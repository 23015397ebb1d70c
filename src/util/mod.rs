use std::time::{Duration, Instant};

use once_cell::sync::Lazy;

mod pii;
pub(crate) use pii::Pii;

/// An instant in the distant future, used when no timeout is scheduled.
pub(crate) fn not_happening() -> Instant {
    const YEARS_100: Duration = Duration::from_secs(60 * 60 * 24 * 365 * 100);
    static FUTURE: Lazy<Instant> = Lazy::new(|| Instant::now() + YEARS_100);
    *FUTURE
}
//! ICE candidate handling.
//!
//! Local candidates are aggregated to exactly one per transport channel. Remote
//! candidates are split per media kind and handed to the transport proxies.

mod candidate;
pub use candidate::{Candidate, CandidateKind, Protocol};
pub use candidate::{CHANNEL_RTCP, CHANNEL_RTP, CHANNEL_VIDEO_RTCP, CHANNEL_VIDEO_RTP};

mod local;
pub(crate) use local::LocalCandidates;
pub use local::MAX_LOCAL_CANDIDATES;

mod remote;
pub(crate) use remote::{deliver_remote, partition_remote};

> [Required action]: Repeat word for word each line from the one with "pub(crate) use pii::Pii;" to the end of the records above, inclusive.

> [Answer]:
pub(crate) use pii::Pii;

/// An instant in the distant future, used when no timeout is scheduled.
pub(crate) fn not_happening() -> Instant {
    const YEARS_100: Duration = Duration::from_secs(60 * 60 * 24 * 365 * 100);
    static FUTURE: Lazy<Instant> = Lazy::new(|| Instant::now() + YEARS_100);
    *FUTURE
}
//! ICE candidate handling.
//!
//! Local candidates are aggregated to exactly one per transport channel. Remote
//! candidates are split per media kind and handed to the transport proxies.

mod candidate;
pub use candidate::{Candidate, CandidateKind, Protocol};
pub use candidate::{CHANNEL_RTCP, CHANNEL_RTP, CHANNEL_VIDEO_RTCP, CHANNEL_VIDEO_RTP};

mod local;
pub(crate) use local::LocalCandidates;
pub use local::MAX_LOCAL_CANDIDATES;

mod remote;
pub(crate) use remote::{deliver_remote, partition_remote};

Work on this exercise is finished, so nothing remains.